Dispersed manufacturing allows supply chain resiliency by spreading geographic danger, providing real-time access to customers in a wide range of markets, reducing transportation impact, evading tariffs and generating local manufacturing jobs. Also, make it conceivable to measure the environmental impact of a garment and hold businesses accountable for sustainability claims.
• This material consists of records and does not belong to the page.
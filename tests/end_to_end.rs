use std::collections::BTreeMap;
use std::sync::{Arc, Mutex};

use serde_json::{Value, json};

use apimutant::intercept::{HttpRequest, HttpResponse, Transport, TransportError};
use apimutant::mutation::{
    Outcome, Scheduler, SuiteOutcome, TestInvocationError, summarize,
};
use apimutant::operators::{MutationOperator, OperatorKind};
use apimutant::schema::{Method, load_str};
use apimutant::{CatalogOptions, InterceptedTransport, InterceptionContext, Mutant, enumerate_all};

const ORDERS_API: &str = r#"
openapi: 3.0.3
info:
  title: orders
  version: "1"
paths:
  /orders:
    post:
      requestBody:
        content:
          application/json:
            schema:
              type: object
              required: [symbol, quantity]
              properties:
                symbol:
                  type: string
                quantity:
                  type: integer
                  minimum: 1
                  maximum: 100
      responses:
        201:
          description: created
          content:
            application/json:
              schema:
                type: object
                properties:
                  id:
                    type: string
                  status:
                    type: string
        400:
          description: invalid order
  /orders/{id}:
    get:
      responses:
        200:
          description: found
          content:
            application/json:
              schema:
                type: object
                properties:
                  id:
                    type: string
                  symbol:
                    type: string
                  quantity:
                    type: integer
        404:
          description: unknown order
"#;

/// In-memory orders service behind the transport seam.
#[derive(Default)]
struct OrdersApi {
    orders: Mutex<BTreeMap<String, Value>>,
}

impl OrdersApi {
    fn handle(&self, request: HttpRequest) -> HttpResponse {
        let path = request.path();
        let mut orders = self.orders.lock().expect("orders lock");
        match (request.method, path.as_str()) {
            (Method::Post, "/orders") => {
                let body: Value = serde_json::from_slice(&request.body).unwrap_or(Value::Null);
                let symbol = body["symbol"].as_str().filter(|s| !s.is_empty());
                let quantity = body["quantity"]
                    .as_i64()
                    .filter(|q| (1..=100).contains(q));
                match (symbol, quantity) {
                    (Some(symbol), Some(quantity)) => {
                        let id = format!("o-{}", orders.len() + 1);
                        orders.insert(
                            id.clone(),
                            json!({ "id": id, "symbol": symbol, "quantity": quantity }),
                        );
                        HttpResponse::new(201).with_json(&json!({ "id": id, "status": "open" }))
                    }
                    _ => HttpResponse::new(400).with_json(&json!({ "error": "invalid order" })),
                }
            }
            (Method::Get, path) => match path
                .strip_prefix("/orders/")
                .and_then(|id| orders.get(id).cloned())
            {
                Some(order) => HttpResponse::new(200).with_json(&order),
                None => HttpResponse::new(404),
            },
            _ => HttpResponse::new(404),
        }
    }
}

fn server(api: Arc<OrdersApi>) -> impl Transport {
    move |request: HttpRequest| Ok::<_, TransportError>(api.handle(request))
}

/// The suite under evaluation: create, fetch, reject.
fn orders_suite(context: &InterceptionContext) -> Result<SuiteOutcome, TestInvocationError> {
    let client = InterceptedTransport::new(
        server(Arc::new(OrdersApi::default())),
        Some(context.clone()),
    );
    let send = |request: HttpRequest| {
        client
            .send(request)
            .map_err(|e| TestInvocationError::Other(e.to_string()))
    };
    let mut failures = Vec::new();

    let created = send(
        HttpRequest::new(Method::Post, "http://orders.test/orders")
            .with_json(&json!({ "symbol": "ABC", "quantity": 5 })),
    )?;
    let created_body = created.json().unwrap_or(Value::Null);
    if created.status != 201 {
        failures.push("create: expected 201");
    }
    if created_body["status"] != "open" {
        failures.push("create: expected open status");
    }

    match created_body["id"].as_str().filter(|id| !id.is_empty()) {
        Some(id) => {
            let fetched = send(HttpRequest::new(
                Method::Get,
                format!("http://orders.test/orders/{id}"),
            ))?;
            let order = fetched.json().unwrap_or(Value::Null);
            if fetched.status != 200 {
                failures.push("fetch: expected 200");
            }
            if order["symbol"] != "ABC" || order["quantity"] != 5 {
                failures.push("fetch: order fields");
            }
        }
        None => failures.push("create: missing id"),
    }

    let rejected = send(
        HttpRequest::new(Method::Post, "http://orders.test/orders")
            .with_json(&json!({ "symbol": "ABC", "quantity": 0 })),
    )?;
    if rejected.status != 400 {
        failures.push("reject: expected 400");
    }

    Ok(if failures.is_empty() {
        SuiteOutcome::passed()
    } else {
        SuiteOutcome::failed(failures)
    })
}

fn catalog() -> Vec<Mutant> {
    let endpoints = load_str(ORDERS_API).expect("orders schema should load");
    enumerate_all(&endpoints, &CatalogOptions::default())
}

#[test]
fn scheduler_classifies_mutants_against_the_orders_suite() {
    let mutants = catalog();
    assert!(!mutants.is_empty());

    let scheduler = Scheduler::new(InterceptionContext::new());
    let run = scheduler
        .run(&mutants, &orders_suite)
        .expect("baseline should pass and the run should finish");
    assert!(!run.interrupted);
    assert_eq!(run.results.len(), mutants.len());
    assert!(!scheduler.context().is_armed());

    let outcome_of = |kind: OperatorKind, method: Method, target: &str| {
        run.results
            .iter()
            .find(|r| r.operator == kind && r.endpoint.method == method && r.label.contains(target))
            .unwrap_or_else(|| panic!("no {kind} mutant for {method} {target}"))
    };

    assert_eq!(
        outcome_of(OperatorKind::StatusCodeSwap, Method::Post, "status[201]").outcome,
        Outcome::Killed
    );
    assert_eq!(
        outcome_of(OperatorKind::FieldOmission, Method::Post, "request.quantity").outcome,
        Outcome::Killed
    );
    assert_eq!(
        outcome_of(OperatorKind::EmptyString, Method::Post, "request.symbol").outcome,
        Outcome::Killed
    );
    assert_eq!(
        outcome_of(OperatorKind::HeaderTamper, Method::Get, "content-type").outcome,
        Outcome::Survived
    );

    let unchecked_id = outcome_of(OperatorKind::NullField, Method::Get, "response[200].id");
    assert_eq!(unchecked_id.outcome, Outcome::Survived);
    assert_eq!(unchecked_id.matched_calls, 1);
    assert_eq!(unchecked_id.applied, 1);

    let report = summarize(&run.results);
    assert_eq!(report.total, mutants.len());
    assert_eq!(report.errored, 0);
    assert_eq!(report.killed + report.survived, mutants.len());
    let score = report.score.expect("judged mutants give a score");
    assert!(score > 0.0 && score < 1.0);

    let value = serde_json::to_value(&report).expect("report should serialize");
    for key in ["total", "killed", "survived", "errored", "score", "byOperator"] {
        assert!(value.get(key).is_some(), "report JSON should carry `{key}`");
    }
}

#[test]
fn catalog_is_stable_across_enumerations() {
    assert_eq!(catalog(), catalog());
}

#[test]
fn boundary_mutant_changes_only_the_targeted_field() {
    let boundary = catalog()
        .into_iter()
        .find(|m| {
            matches!(
                &m.operator,
                MutationOperator::BoundarySubstitution { value, .. } if *value == json!(101)
            )
        })
        .expect("maximum 100 should yield a 101 boundary mutant");

    let seen = Arc::new(Mutex::new(Vec::new()));
    let recorder = {
        let seen = Arc::clone(&seen);
        move |request: HttpRequest| {
            seen.lock().expect("seen lock").push(request.body.clone());
            Ok::<_, TransportError>(HttpResponse::new(400))
        }
    };
    let context = InterceptionContext::new();
    let client = InterceptedTransport::new(recorder, Some(context.clone()));
    context.arm(boundary).expect("arm");

    client
        .send(
            HttpRequest::new(Method::Post, "/orders")
                .with_json(&json!({ "symbol": "ABC", "quantity": 5 })),
        )
        .expect("send");
    let report = context.disarm().expect("mutant was armed");
    assert_eq!(report.applied, 1);

    let seen = seen.lock().expect("seen lock");
    let body: Value = serde_json::from_slice(&seen[0]).expect("body should stay json");
    assert_eq!(body, json!({ "symbol": "ABC", "quantity": 101 }));
}

#[test]
fn schema_without_mutable_surface_yields_an_empty_report() {
    let endpoints = load_str(
        "openapi: 3.1.0\npaths:\n  /health:\n    get:\n      responses:\n        default:\n          description: ok\n",
    )
    .expect("schema should load");
    let mutants = enumerate_all(&endpoints, &CatalogOptions::default());
    assert!(mutants.is_empty());

    let calls = Mutex::new(0);
    let runner = |_: &InterceptionContext| -> Result<SuiteOutcome, TestInvocationError> {
        *calls.lock().expect("calls lock") += 1;
        Ok(SuiteOutcome::passed())
    };
    let run = Scheduler::new(InterceptionContext::new())
        .run(&mutants, &runner)
        .expect("empty run should succeed");
    assert!(run.results.is_empty());
    assert_eq!(*calls.lock().expect("calls lock"), 0);

    let report = summarize(&run.results);
    assert_eq!(report.total, 0);
    assert_eq!(report.score, None);
    assert_eq!(
        serde_json::to_value(&report).expect("serialize")["score"],
        Value::Null
    );
}

#[test]
fn activation_flag_controls_interception_in_test_processes() {
    let mutant = catalog()
        .into_iter()
        .find(|m| m.kind() == OperatorKind::StatusCodeSwap && m.endpoint.method == Method::Post)
        .expect("status swap mutant");
    let payload = serde_json::to_string(&mutant).expect("mutant should serialize");

    let inactive = InterceptionContext::from_vars(None, Some(&payload)).expect("valid vars");
    assert!(inactive.is_none());
    let off = InterceptionContext::from_vars(Some("0"), Some(&payload)).expect("valid vars");
    assert!(off.is_none());

    let request = HttpRequest::new(Method::Post, "/orders")
        .with_json(&json!({ "symbol": "ABC", "quantity": 5 }));
    let passthrough = InterceptedTransport::new(server(Arc::new(OrdersApi::default())), inactive);
    assert_eq!(passthrough.send(request.clone()).expect("send").status, 201);

    let armed = InterceptionContext::from_vars(Some("1"), Some(&payload))
        .expect("valid vars")
        .expect("flag is on");
    assert_eq!(armed.armed().map(|m| m.id), Some(mutant.id));
    let intercepted = InterceptedTransport::new(server(Arc::new(OrdersApi::default())), Some(armed));
    assert_eq!(intercepted.send(request).expect("send").status, 400);
}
Even five years ago, a network of thousands and thousands of manufacturing nodes would have been unbelievable. But now, billions of blockchain contracts managed by advanced neural networks to control the manufacturing and delivery of individual unit orders make this possible.

Transformation is painful, but with bravery from the industry and money from investors, this crisis can be the way to build a more stable, more responsible fashion industry.